ArtsBridge, the education and outreach program of the School of Art and Architecture at the University of California in Los Angeles, links students to community arts and social justice groups and schools for community learning through the arts.
This program challenges many dynamics of power in the multiethnic and polyrhythmic context of Los Angeles: it addresses the root causes of underrepresentation of African Americans and Latinos in postsecondary education and develops student skills in teamwork, arts curriculum development, presentation, social critique, curation, and organization building. It also offers artist's creative skills to underresourced community partners while making universities more accountable to communities usually excluded. It creates space within the public university to prepare, create, and reflect on social justice through the arts.
There are many tensions and contradictions which this project engages. First of all, the tensions between participants (both students and community members) involving racist and sexist stereotypes, class and educational privilege, interfaith issues, and educational justice issues. Secondly, there are contradictions related to space (segregation, lack of public transportation), time (academic schedules limited by terms while community arts requires long-term commitments), and money (little financial investment in community arts and popular education).
The creative tensions identified by the VIVA! project are also reflected in this project.

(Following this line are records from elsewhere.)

// Copyright 2025 Eric Jingryd (tidynest@proton.me)
//
// Licensed under the Apache License, Version 2.0 (the "License");
// you may not use this file except in compliance with the License.
// You may obtain a copy of the License at
//
//     http://www.apache.org/licenses/LICENSE-2.0
//
// Unless required by applicable law or agreed to in writing, software
// distributed under the License is distributed on an "AS IS" BASIS,
// WITHOUT WARRANTIES OR CONDITIONS OF ANY KIND, either express or implied.
// See the License for the specific language governing permissions and
// limitations under the License.

//! MVC Controller - Mediates between the model (catalog, feedback) and the GTK4 views
//!
//! # Responsibilities
//!
//! - Hold the catalog tree and the feedback list
//! - Hold the search query and the feedback status filter
//! - Validate edits locally before anything is sent
//! - Queue requests on the background worker and apply their results
//!
//! # Architecture
//!
//! The Controller owns the [`WorkerHandle`] but knows nothing about GTK4
//! widgets. Views call the mutating methods, then a periodic timer calls
//! [`Controller::poll`] and redraws whatever the returned events touch.
//! All of this runs on one thread, hence `RefCell` rather than locks.

use std::cell::RefCell;
use std::collections::HashMap;
use std::io;
use std::path::Path;

use thiserror::Error;
use tracing::{debug, info, warn};

use crate::api::{
    ApiClient, ApiError, Completion, Request, RequestId, RequestKind, Response, Worker,
    WorkerHandle,
};
use crate::config::{export_snapshot, SettingsError};
use crate::core::{
    filter_feedback, validate_new_question, validate_question, Catalog, CatalogNode, Feedback,
    FeedbackStatus, Question, QuestionParent, ValidationError,
};

/// Reasons an action is refused before it reaches the worker
#[derive(Debug, Error, PartialEq)]
pub enum ControllerError {
    #[error(transparent)]
    Invalid(#[from] ValidationError),

    #[error("Question has no ID and cannot be updated")]
    MissingQuestionId,

    #[error("ID cannot be empty")]
    EmptyId,
}

/// Something the views need to react to
#[derive(Clone, Debug, PartialEq)]
pub enum ControllerEvent {
    /// Subjects or exams were (re)loaded
    CatalogChanged,
    /// The feedback list was (re)loaded
    FeedbackChanged,
    QuestionCreated {
        id: Option<String>,
        parent: QuestionParent,
    },
    QuestionUpdated(String),
    QuestionDeleted(String),
    FeedbackStatusChanged {
        id: String,
        status: FeedbackStatus,
    },
    /// A request failed; shown as a modal dialog
    Failed { action: RequestKind, error: ApiError },
}

/// MVC Controller coordinating model, worker and views
pub struct Controller {
    /// Background request queue
    worker: WorkerHandle,
    /// Subjects and exams as last loaded, patched after each edit
    catalog: RefCell<Catalog>,
    /// All feedback items as last loaded
    feedback: RefCell<Vec<Feedback>>,
    /// Current search text on the Questions page
    query: RefCell<String>,
    /// Status filter on the Feedback page (`None` = all)
    feedback_filter: RefCell<Option<FeedbackStatus>>,
    /// Requests submitted but not yet completed
    in_flight: RefCell<HashMap<RequestId, RequestKind>>,
}

impl Controller {
    /// Creates a controller with its own background worker
    ///
    /// # Arguments
    ///
    /// * `client` - API client the worker will use
    ///
    /// # Returns
    ///
    /// * `Ok(Controller)` - Worker thread running, no data loaded yet
    /// * `Err(io::Error)` - Worker thread could not be started
    ///
    /// # Example
    ///
    /// ```no_run
    /// use theorio_admin::api::ApiClient;
    /// use theorio_admin::ui::Controller;
    /// use std::time::Duration;
    ///
    /// let client = ApiClient::new("http://127.0.0.1:5001", "key", Duration::from_secs(30))?;
    /// let controller = Controller::new(client)?;
    /// controller.refresh();
    /// # Ok::<(), Box<dyn std::error::Error>>(())
    /// ```
    pub fn new(client: ApiClient) -> io::Result<Self> {
        Ok(Self::with_worker(Worker::spawn(client)?))
    }

    /// Creates a controller around an existing worker
    pub fn with_worker(worker: WorkerHandle) -> Self {
        Self {
            worker,
            catalog: RefCell::new(Catalog::default()),
            feedback: RefCell::new(Vec::new()),
            query: RefCell::new(String::new()),
            feedback_filter: RefCell::new(None),
            in_flight: RefCell::new(HashMap::new()),
        }
    }

    fn submit(&self, request: Request) -> RequestId {
        let kind = request.kind();
        let id = self.worker.submit(request);
        self.in_flight.borrow_mut().insert(id, kind);
        id
    }

    // === Loading ===

    /// Reloads subjects, exams and feedback
    pub fn refresh(&self) {
        info!("Refreshing catalog and feedback");
        self.submit(Request::LoadSubjects);
        self.submit(Request::LoadExams);
        self.refresh_feedback();
    }

    /// Reloads feedback only
    pub fn refresh_feedback(&self) {
        self.submit(Request::LoadFeedback { status: None });
    }

    // === Edits ===

    /// Validates and queues a new question under `parent`
    pub fn create_question(
        &self,
        question: Question,
        parent: QuestionParent,
    ) -> Result<RequestId, ControllerError> {
        validate_new_question(&question, &parent)?;
        Ok(self.submit(Request::CreateQuestion { question, parent }))
    }

    /// Validates and queues an update of an existing question
    pub fn update_question(&self, question: Question) -> Result<RequestId, ControllerError> {
        if question.id.as_deref().is_none_or(|id| id.trim().is_empty()) {
            return Err(ControllerError::MissingQuestionId);
        }
        validate_question(&question)?;
        Ok(self.submit(Request::UpdateQuestion(question)))
    }

    /// Queues deletion of a question
    pub fn delete_question(&self, id: &str) -> Result<RequestId, ControllerError> {
        let id = non_empty_id(id)?;
        Ok(self.submit(Request::DeleteQuestion(id)))
    }

    /// Queues a moderation status change
    pub fn set_feedback_status(
        &self,
        id: &str,
        status: FeedbackStatus,
    ) -> Result<RequestId, ControllerError> {
        let id = non_empty_id(id)?;
        Ok(self.submit(Request::UpdateFeedbackStatus { id, status }))
    }

    // === Completion handling ===

    /// Drains finished requests and applies them to the model
    ///
    /// Never blocks. Call from a UI timer.
    pub fn poll(&self) -> Vec<ControllerEvent> {
        let mut events = Vec::new();
        while let Some(completion) = self.worker.try_recv() {
            events.push(self.apply(completion));
        }
        events
    }

    fn apply(&self, completion: Completion) -> ControllerEvent {
        let Completion {
            id,
            request_kind,
            result,
        } = completion;
        self.in_flight.borrow_mut().remove(&id);

        let response = match result {
            Ok(response) => response,
            Err(error) => {
                warn!(id, action = request_kind.action(), error = %error, "Request failed");
                return ControllerEvent::Failed {
                    action: request_kind,
                    error,
                };
            }
        };

        match response {
            Response::Subjects(subjects) => {
                debug!(count = subjects.len(), "Subjects applied");
                self.catalog.borrow_mut().set_subjects(subjects);
                ControllerEvent::CatalogChanged
            }
            Response::Exams(exams) => {
                debug!(count = exams.len(), "Exams applied");
                self.catalog.borrow_mut().set_exams(exams);
                ControllerEvent::CatalogChanged
            }
            Response::Feedback(items) => {
                debug!(count = items.len(), "Feedback applied");
                *self.feedback.borrow_mut() = items;
                ControllerEvent::FeedbackChanged
            }
            Response::Created { question, parent } => {
                let question_id = question.id.clone();
                if !self.catalog.borrow_mut().insert_question(&parent, question) {
                    warn!(%parent, "Created question's parent is not loaded");
                }
                info!(id = ?question_id, %parent, "Question created");
                ControllerEvent::QuestionCreated {
                    id: question_id,
                    parent,
                }
            }
            Response::Updated(question) => {
                let replaced = self.catalog.borrow_mut().replace_question(&question);
                let question_id = question.id.unwrap_or_default();
                info!(id = %question_id, replaced, "Question updated");
                ControllerEvent::QuestionUpdated(question_id)
            }
            Response::Deleted(question_id) => {
                let removed = self.catalog.borrow_mut().remove_question(&question_id);
                info!(id = %question_id, removed, "Question deleted");
                ControllerEvent::QuestionDeleted(question_id)
            }
            Response::FeedbackStatusChanged { id, status } => {
                if let Some(item) = self.feedback.borrow_mut().iter_mut().find(|f| f.id == id) {
                    item.status = status.clone();
                }
                info!(%id, %status, "Feedback status changed");
                ControllerEvent::FeedbackStatusChanged { id, status }
            }
        }
    }

    // === Queries ===

    /// Catalog rows matching the current search query
    pub fn current_nodes(&self) -> Vec<CatalogNode> {
        self.catalog.borrow().filter(&self.query.borrow())
    }

    /// Feedback matching the current status filter
    pub fn current_feedback(&self) -> Vec<Feedback> {
        filter_feedback(&self.feedback.borrow(), self.feedback_filter.borrow().as_ref())
    }

    pub fn set_query(&self, query: &str) {
        *self.query.borrow_mut() = query.to_string();
    }

    pub fn query(&self) -> String {
        self.query.borrow().clone()
    }

    pub fn set_feedback_filter(&self, status: Option<FeedbackStatus>) {
        *self.feedback_filter.borrow_mut() = status;
    }

    /// Number of requests still running
    pub fn pending(&self) -> usize {
        self.in_flight.borrow().len()
    }

    /// Looks up a question and the parent it was found under
    pub fn question(&self, id: &str) -> Option<(QuestionParent, Question)> {
        self.catalog
            .borrow()
            .find_question(id)
            .map(|(parent, question)| (parent, question.clone()))
    }

    pub fn feedback_item(&self, id: &str) -> Option<Feedback> {
        self.feedback.borrow().iter().find(|f| f.id == id).cloned()
    }

    /// Every subject and exam section a question can be added to
    pub fn parents(&self) -> Vec<QuestionParent> {
        self.catalog.borrow().parents()
    }

    pub fn question_count(&self) -> usize {
        self.catalog.borrow().question_count()
    }

    /// Writes the loaded catalog and feedback to `path`
    pub fn export(&self, path: &Path) -> Result<usize, SettingsError> {
        export_snapshot(path, &self.catalog.borrow(), &self.feedback.borrow())
    }
}

fn non_empty_id(id: &str) -> Result<String, ControllerError> {
    let id = id.trim();
    if id.is_empty() {
        return Err(ControllerError::EmptyId);
    }
    Ok(id.to_string())
}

Process/product: the experience for students is a life-changing consciousness raising process.
Aesthetics/ethics: high quality artistic production can draw on multiple ways of representing diverse truths and notions of beauty.
Cultural reclamation/cultural reinvention: How can we reclaim communal space for creation and expression in ways that better reflect the real diversity in our neighbourhoods and families that often crisscross the city and the nation?
Spiritual/political: Reclaiming our connections to our ancestors and our legacies of cultural resistance are both a spiritual and political act.
Body/earth: Movement and dance are deep and intricate forms of learning and expression.